> [Instructions to follow]: Only the lines from the top of the data through the line containing "reboots, and its" should be duplicated, exactly as they appear.

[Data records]
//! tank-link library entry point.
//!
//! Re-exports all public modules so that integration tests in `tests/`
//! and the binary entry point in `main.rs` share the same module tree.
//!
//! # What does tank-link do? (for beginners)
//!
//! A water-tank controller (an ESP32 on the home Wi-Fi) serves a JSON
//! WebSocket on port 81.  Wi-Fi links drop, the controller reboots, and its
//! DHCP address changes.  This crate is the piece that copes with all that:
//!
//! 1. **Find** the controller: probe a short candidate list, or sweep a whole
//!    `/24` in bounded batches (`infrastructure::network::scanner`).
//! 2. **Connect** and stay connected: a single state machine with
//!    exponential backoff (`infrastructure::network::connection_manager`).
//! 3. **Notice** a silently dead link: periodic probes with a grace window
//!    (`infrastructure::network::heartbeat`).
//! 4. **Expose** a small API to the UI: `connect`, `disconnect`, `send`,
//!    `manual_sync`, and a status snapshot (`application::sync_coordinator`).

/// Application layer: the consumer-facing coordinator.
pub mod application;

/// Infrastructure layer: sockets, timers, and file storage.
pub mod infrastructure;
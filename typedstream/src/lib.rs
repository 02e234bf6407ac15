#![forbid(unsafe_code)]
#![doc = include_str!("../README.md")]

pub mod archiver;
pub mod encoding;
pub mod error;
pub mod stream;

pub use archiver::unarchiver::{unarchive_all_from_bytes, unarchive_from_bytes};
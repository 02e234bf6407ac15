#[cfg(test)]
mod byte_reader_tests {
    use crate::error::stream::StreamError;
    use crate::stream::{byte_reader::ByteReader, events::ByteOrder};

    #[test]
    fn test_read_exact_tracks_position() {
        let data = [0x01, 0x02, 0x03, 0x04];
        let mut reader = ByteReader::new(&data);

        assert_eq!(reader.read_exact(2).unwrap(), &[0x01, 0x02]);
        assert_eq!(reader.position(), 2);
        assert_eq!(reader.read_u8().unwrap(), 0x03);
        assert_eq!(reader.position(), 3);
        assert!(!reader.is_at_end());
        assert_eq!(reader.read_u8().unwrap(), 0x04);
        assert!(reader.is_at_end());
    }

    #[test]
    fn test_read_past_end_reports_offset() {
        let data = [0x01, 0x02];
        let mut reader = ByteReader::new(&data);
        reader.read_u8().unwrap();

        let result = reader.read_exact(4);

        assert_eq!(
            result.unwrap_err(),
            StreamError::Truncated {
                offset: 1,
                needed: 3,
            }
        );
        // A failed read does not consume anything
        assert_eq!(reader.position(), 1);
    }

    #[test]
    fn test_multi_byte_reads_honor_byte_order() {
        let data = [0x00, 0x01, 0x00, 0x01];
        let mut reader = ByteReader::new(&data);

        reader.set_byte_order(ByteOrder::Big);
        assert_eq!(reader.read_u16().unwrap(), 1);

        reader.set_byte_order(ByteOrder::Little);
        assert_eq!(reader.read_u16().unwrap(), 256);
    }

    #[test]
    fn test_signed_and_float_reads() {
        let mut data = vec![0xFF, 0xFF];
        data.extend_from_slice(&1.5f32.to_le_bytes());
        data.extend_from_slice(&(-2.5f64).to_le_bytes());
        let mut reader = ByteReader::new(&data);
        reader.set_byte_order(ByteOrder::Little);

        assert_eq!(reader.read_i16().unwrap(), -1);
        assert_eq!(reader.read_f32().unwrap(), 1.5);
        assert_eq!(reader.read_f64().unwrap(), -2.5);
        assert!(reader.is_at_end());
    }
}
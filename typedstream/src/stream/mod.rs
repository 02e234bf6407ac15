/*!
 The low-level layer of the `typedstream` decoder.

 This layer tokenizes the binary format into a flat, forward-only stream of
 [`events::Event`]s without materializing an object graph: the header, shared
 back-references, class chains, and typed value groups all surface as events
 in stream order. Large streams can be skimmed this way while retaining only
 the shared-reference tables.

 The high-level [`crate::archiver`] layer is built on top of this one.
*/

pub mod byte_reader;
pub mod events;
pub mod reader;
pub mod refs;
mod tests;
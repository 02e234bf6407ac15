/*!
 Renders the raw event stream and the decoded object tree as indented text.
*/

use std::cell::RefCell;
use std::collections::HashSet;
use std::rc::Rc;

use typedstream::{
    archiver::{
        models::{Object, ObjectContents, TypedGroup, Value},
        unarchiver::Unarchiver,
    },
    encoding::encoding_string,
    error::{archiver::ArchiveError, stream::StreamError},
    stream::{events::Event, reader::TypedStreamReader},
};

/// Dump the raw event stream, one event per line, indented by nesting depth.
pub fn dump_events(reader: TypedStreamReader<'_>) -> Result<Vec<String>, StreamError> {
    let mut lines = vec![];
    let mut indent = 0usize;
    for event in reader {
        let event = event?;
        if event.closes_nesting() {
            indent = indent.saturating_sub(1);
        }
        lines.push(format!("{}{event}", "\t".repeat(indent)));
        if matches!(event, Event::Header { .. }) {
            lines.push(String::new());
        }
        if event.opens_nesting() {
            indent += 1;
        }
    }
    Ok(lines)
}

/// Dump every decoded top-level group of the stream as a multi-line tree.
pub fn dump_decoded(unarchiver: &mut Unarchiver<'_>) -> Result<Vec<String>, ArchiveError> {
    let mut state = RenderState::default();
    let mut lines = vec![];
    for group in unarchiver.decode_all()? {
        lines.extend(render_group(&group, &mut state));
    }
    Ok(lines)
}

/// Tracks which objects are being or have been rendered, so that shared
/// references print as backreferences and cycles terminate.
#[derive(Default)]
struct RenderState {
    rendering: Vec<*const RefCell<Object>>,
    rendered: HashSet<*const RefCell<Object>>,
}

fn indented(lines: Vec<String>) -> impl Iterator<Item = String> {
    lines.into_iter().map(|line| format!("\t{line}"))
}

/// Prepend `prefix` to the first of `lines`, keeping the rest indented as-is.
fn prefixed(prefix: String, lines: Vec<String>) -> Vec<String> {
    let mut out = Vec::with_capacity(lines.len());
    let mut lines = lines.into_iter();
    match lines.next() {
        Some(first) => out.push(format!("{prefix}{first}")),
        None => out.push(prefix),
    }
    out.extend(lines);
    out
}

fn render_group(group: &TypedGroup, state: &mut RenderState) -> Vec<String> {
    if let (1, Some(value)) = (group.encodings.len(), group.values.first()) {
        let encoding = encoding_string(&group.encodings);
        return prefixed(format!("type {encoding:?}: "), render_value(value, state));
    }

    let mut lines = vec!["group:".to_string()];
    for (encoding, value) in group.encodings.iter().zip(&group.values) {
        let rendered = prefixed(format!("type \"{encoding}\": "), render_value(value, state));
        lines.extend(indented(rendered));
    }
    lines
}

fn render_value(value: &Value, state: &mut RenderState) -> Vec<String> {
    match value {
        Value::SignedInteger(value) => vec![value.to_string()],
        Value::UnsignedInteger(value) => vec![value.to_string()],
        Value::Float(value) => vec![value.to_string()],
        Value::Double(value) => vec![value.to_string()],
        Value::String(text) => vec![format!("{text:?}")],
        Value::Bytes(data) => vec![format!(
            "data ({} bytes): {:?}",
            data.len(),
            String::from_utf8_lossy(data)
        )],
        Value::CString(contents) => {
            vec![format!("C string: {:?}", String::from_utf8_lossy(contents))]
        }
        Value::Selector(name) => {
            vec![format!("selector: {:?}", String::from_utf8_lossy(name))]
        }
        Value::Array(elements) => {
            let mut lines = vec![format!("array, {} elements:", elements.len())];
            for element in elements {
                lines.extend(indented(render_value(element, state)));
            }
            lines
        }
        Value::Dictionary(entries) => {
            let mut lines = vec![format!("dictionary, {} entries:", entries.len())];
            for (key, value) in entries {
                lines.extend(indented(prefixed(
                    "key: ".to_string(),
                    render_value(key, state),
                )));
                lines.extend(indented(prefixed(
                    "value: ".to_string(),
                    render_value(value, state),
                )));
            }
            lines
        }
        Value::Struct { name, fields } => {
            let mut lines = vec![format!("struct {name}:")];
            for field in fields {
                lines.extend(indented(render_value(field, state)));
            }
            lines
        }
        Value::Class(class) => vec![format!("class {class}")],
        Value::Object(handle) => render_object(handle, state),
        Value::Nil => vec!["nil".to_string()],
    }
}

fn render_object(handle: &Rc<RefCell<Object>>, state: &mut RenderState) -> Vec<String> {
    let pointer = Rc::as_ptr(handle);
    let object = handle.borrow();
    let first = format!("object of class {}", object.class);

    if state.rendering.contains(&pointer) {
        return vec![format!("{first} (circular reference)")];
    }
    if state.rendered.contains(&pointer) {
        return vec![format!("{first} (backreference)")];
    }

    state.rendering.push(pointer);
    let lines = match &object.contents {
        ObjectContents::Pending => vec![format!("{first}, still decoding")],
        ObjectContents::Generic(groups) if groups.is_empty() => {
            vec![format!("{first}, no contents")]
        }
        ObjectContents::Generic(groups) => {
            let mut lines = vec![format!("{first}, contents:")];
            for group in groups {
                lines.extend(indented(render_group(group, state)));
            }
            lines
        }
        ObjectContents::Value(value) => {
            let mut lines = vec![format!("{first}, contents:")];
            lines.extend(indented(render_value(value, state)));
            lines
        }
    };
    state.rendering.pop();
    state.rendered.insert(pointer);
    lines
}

> [Task answer]:
//! tank-link library entry point.
//!
//! Re-exports all public modules so that integration tests in `tests/`
//! and the binary entry point in `main.rs` share the same module tree.
//!
//! # What does tank-link do? (for beginners)
//!
//! A water-tank controller (an ESP32 on the home Wi-Fi) serves a JSON
//! WebSocket on port 81.  Wi-Fi links drop, the controller reboots, and its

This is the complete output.